Notes: I suppose it was inevitable-- at some point, you've just got to write a Meridian-fix-it. It's like a fandom rite of passage, or something. This bunny bit me on the ankle this morning and wouldn't let go. Six pages in almost one go! The whole thing takes place in present tense, and it's not really a fix-it, just ties in with the promise of Danny in season seven. *happiness* If we've been nuts waiting, think about poor Jack! ^_~

On a source material note: the Monkey King is a real Chinese legend-- one of my favorites. I think he reminds me of Hawkeye Pierce. ANYWAY. The languages used in this fic are (in order) Italian, Dutch, Chinese and Japanese. All those phrases mean 'I love you'-- or so I'm told. I apologize for any mistakes. The only one I'm sure of is Japanese. It's my Major, so I damn well better know that! ^_~

On that note, I will love you forever and ever if only you'd send me feedback. I'm an addict, I know. *sigh* Come on, just one more hit, man!

^_^

Warnings:

A

R

N

I

N

G

S

P

A

C

E

Meridian. Yeah, I'm traumatized too. Oh! And there is some non-graphic m/m sexual contact.

DISCLAIMER: Do I look like I'm in charge? Didn't think so. Needless to say, I do not own Stargate. I don't even own the couch I'm sitting on! Our beloved SG-1 is property of Double Secret Productions, Showtime/ Viacom, MGM/UA, and Gekko Productions. All of these groups have some very scary lawyer people in dark suits, so I am not going to mess with them. Even though they should be taking better care of our colonel and his pet archaeologist. The only thing I own is the idea for the story itself. Feel free to email me if you want to archive or link to this fic-- I'd be honored.

DATE BEGUN: 6/2/03

DATE FINISHED: 6/2/03

==========================

And You'll Never Really Know 1/1

by Meredith Bronwen Mallory

mallorys-girl@cinci.rr.com

==========================

Wait.

To remain, to anticipate, to be in ready expectancy.
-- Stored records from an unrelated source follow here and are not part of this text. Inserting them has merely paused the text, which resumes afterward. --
//! Readiness-Scout: AI readiness signals for sales lead lists
//!
//! This crate enriches a list of companies with heuristic signals scraped from
//! each company's homepage and careers pages, and derives a 0-100 readiness
//! score from them.
//!
//! The pipeline is linear: read rows, fetch pages, extract signals, score,
//! write rows. Records are processed concurrently with a bounded worker count.

pub mod config;
pub mod crawler;
pub mod output;
pub mod records;
pub mod signals;
pub mod url;

use crate::output::{CsvOutputHandler, OutputHandler, RunStatistics};
use std::path::Path;
use thiserror::Error;

/// Main error type for Readiness-Scout operations
#[derive(Debug, Error)]
pub enum ScoutError {
    #[error("Configuration error: {0}")]
    Config(#[from] ConfigError),

    #[error("CSV error: {0}")]
    Csv(#[from] csv::Error),

    #[error("HTTP client error: {0}")]
    Reqwest(#[from] reqwest::Error),

    #[error("HTML parse error for {url}: {message}")]
    HtmlParse { url: String, message: String },

    #[error("Output error: {0}")]
    Output(#[from] output::OutputError),

    #[error("IO error: {0}")]
    Io(#[from] std::io::Error),

    #[error("Enrichment task failed: {0}")]
    Task(String),
}

/// Configuration-specific errors
#[derive(Debug, Error)]
pub enum ConfigError {
    #[error("Validation error: {0}")]
    Validation(String),

    #[error("Invalid user agent: {0}")]
    InvalidUserAgent(String),
}

/// Result type alias for Readiness-Scout operations
pub type Result<T> = std::result::Result<T, ScoutError>;

/// Result type alias for configuration operations
pub type ConfigResult<T> = std::result::Result<T, ConfigError>;

// Re-export commonly used types
pub use config::ScoutConfig;
pub use records::{EnrichStatus, EnrichedRecord, Enrichment, LeadRecord};
pub use signals::{score, SignalBundle};
pub use url::normalize_website;

/// Runs a complete enrichment pass from an input file to an output file
///
/// Input read failures propagate before any network activity. Per-record
/// failures are logged and counted, never fatal.
///
/// # Returns
///
/// * `Ok(RunStatistics)` - Summary of what was read, enriched, dropped and written
/// * `Err(ScoutError)` - Input could not be read or output could not be written
pub async fn run(config: ScoutConfig, input: &Path, output_path: &Path) -> Result<RunStatistics> {
    let leads = records::read_leads(input)?;
    tracing::info!("Loaded {} lead records from {}", leads.len(), input.display());
    let total = leads.len();

    let coordinator = crawler::Coordinator::new(config)?;
    let outcome = coordinator.run(leads).await;

    let mut handler = CsvOutputHandler::new(output_path);
    let written = handler.write_records(&outcome.records)?;

    Ok(RunStatistics::from_records(
        total,
        &outcome.records,
        outcome.dropped,
        written,
    ))
}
'I'm waiting for you..' sing the plastic pop songs on the radio-- and he slams the dial off every time. It's not like that at all.
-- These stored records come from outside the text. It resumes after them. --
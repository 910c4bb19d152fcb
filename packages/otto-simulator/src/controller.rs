//! controller.rs — simulated low-level controller
//!
//! Models the microcontroller at the far end of the helm wire: it stays
//! silent until it has seen the `@@CQ!` handshake, applies `R<reg>=<hex>`
//! writes to its register file, and steers its compass toward the
//! commanded heading with a first-order lag plus sensor noise. The
//! frame formats here are the mirror image of what helmd parses.

use rand::Rng;
use rand_distr::{Distribution, Normal};

use nav_types::geo::{absolute, normalize_pi};

const PI: f64 = std::f64::consts::PI;

pub const REGISTER_COUNT: usize = 23;

// Register numbers this model reacts to.
const REG_ALARM_CLEAR: u8 = 0;
const REG_MODE: u8 = 2;
const REG_RUDDER: u8 = 4;
const REG_SAIL: u8 = 5;
const REG_COMPASS_HEADING: u8 = 6;
const REG_AWA_HEADING: u8 = 9;

pub const MODE_INERT: u8 = 0;
pub const MODE_MANUAL: u8 = 2;
pub const MODE_TRACK_COMPASS: u8 = 3;
pub const MODE_TRACK_AWA: u8 = 4;

/// How quickly the hull answers the helm, 1/s.
const STEER_GAIN: f64 = 0.4;

pub struct Controller {
    registers: [u16; REGISTER_COUNT],
    synced: bool,
    mode: u8,
    mode_dirty: bool,
    alarms: u16,
    /// Heading, radians.
    compass: f64,
    /// Apparent wind angle, radians, signed.
    awa: f64,
    rudder: u8,
    sail: u8,
    /// True wind direction the simulation holds, radians.
    wind_dir: f64,
    /// Compass sensor noise, radians (σ).
    noise: Normal<f64>,
    uptime_secs: f64,
}

impl Controller {
    pub fn new(compass_deg: f64, wind_deg: f64, noise_rad: f64) -> Self {
        Self {
            registers: [0; REGISTER_COUNT],
            synced: false,
            mode: MODE_INERT,
            mode_dirty: false,
            alarms: 0,
            compass: absolute(compass_deg.to_radians()),
            awa: 0.0,
            rudder: 128,
            sail: 0,
            wind_dir: absolute(wind_deg.to_radians()),
            noise: Normal::new(0.0, noise_rad.max(0.0)).expect("noise sigma must be finite"),
            uptime_secs: 0.0,
        }
    }

    pub fn synced(&self) -> bool {
        self.synced
    }

    pub fn mode(&self) -> u8 {
        self.mode
    }

    /// Take the mode-changed flag; the caller emits a `!` frame when set.
    pub fn take_mode_dirty(&mut self) -> bool {
        std::mem::take(&mut self.mode_dirty)
    }

    /// Handle one inbound line. Everything before the handshake is line
    /// noise; afterwards only register writes mean anything. Returns an
    /// immediate reply when one is due.
    pub fn handle_line(&mut self, line: &str) -> Option<String> {
        let line = line.trim();
        if line == "@@CQ!" {
            self.synced = true;
            return Some("+CQOK\r\n".to_string());
        }
        if !self.synced {
            return None;
        }

        let Some(rest) = line.strip_prefix('R') else {
            return None;
        };
        let mut parts = rest.splitn(2, '=');
        let reg = parts.next().and_then(|r| r.parse::<u8>().ok());
        let value = parts
            .next()
            .and_then(|v| u16::from_str_radix(v, 16).ok());
        if let (Some(reg), Some(value)) = (reg, value) {
            self.apply(reg, value);
        }
        None
    }

    fn apply(&mut self, reg: u8, value: u16) {
        let slot = reg as usize;
        if slot >= REGISTER_COUNT {
            return;
        }
        self.registers[slot] = value;
        match reg {
            REG_ALARM_CLEAR => self.alarms &= !value,
            REG_MODE => {
                let mode = value as u8;
                if mode != self.mode {
                    self.mode = mode;
                    self.mode_dirty = true;
                }
            }
            REG_RUDDER => self.rudder = value as u8,
            REG_SAIL => self.sail = value as u8,
            _ => {}
        }
    }

    /// Advance the hull by `dt` seconds.
    pub fn tick(&mut self, dt: f64, rng: &mut impl Rng) {
        self.uptime_secs += dt;

        match self.mode {
            MODE_TRACK_COMPASS => {
                let target = self.registers[REG_COMPASS_HEADING as usize] as u8;
                let target_rad = target as f64 * PI / 128.0;
                self.compass += normalize_pi(target_rad - self.compass) * (STEER_GAIN * dt).min(1.0);
            }
            MODE_TRACK_AWA => {
                let target = self.registers[REG_AWA_HEADING as usize] as u8;
                let target_awa = (target as i8) as f64 * PI / 128.0;
                // Hold the wind angle: the heading follows the wind.
                let target_heading = self.wind_dir - target_awa;
                self.compass +=
                    normalize_pi(target_heading - self.compass) * (STEER_GAIN * dt).min(1.0);
            }
            MODE_MANUAL => {
                // Rudder deflection turns the hull, roughly 1°/s per 10°.
                let deflection_deg = (self.rudder as f64 - 128.0) / 3.175;
                self.compass += (deflection_deg * 0.1 * dt).to_radians();
            }
            _ => {}
        }

        self.compass = absolute(self.compass + self.noise.sample(rng) * dt);
        self.awa = normalize_pi(self.wind_dir - self.compass + self.noise.sample(rng) * dt);
    }

    // ── Outbound frames ──────────────────────────────────────────────────────

    fn compass_register(&self) -> u8 {
        ((self.compass * 128.0 / PI).round() as i64).rem_euclid(256) as u8
    }

    fn awa_register(&self) -> u8 {
        (((self.awa * 128.0 / PI).round() as i64) & 0xff) as u8
    }

    /// `$AAAA:WWCC:RRSS`
    pub fn status_frame(&self) -> String {
        format!(
            "${:04X}:{:02X}{:02X}:{:02X}{:02X}\r\n",
            self.alarms,
            self.awa_register(),
            self.compass_register(),
            self.rudder,
            self.sail,
        )
    }

    /// `@HHHHHH`
    pub fn uptime_frame(&self) -> String {
        format!("@{:06X}\r\n", (self.uptime_secs as u64) & 0x00FF_FFFF)
    }

    /// `!MM`
    pub fn mode_frame(&self) -> String {
        format!("!{:02X}\r\n", self.mode)
    }

    /// `>CVVV` — a made-up supply-voltage style sample per channel.
    pub fn telemetry_frame(&self, channel: u8, rng: &mut impl Rng) -> String {
        let sample: u16 = rng.gen_range(0x300..0x400);
        format!(">{:01X}{:03X}\r\n", channel & 0x0F, sample & 0x0FFF)
    }
}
He's waiting; he knows it, and he doesn't like it, but he can't stop.

Won't stop-- it's like a charm, like the guy in his unit who clutched rosary beads before going into battle. Something he touches to make himself safe, but also to make this thing real. No one says _that_ name anymore. Everyone's going on patiently, like a heartbeat, and he's irregular. Sometimes he just wants to shout, right in the middle of the gateroom, "Daniel!". He wonders if the sky would fall if he said it.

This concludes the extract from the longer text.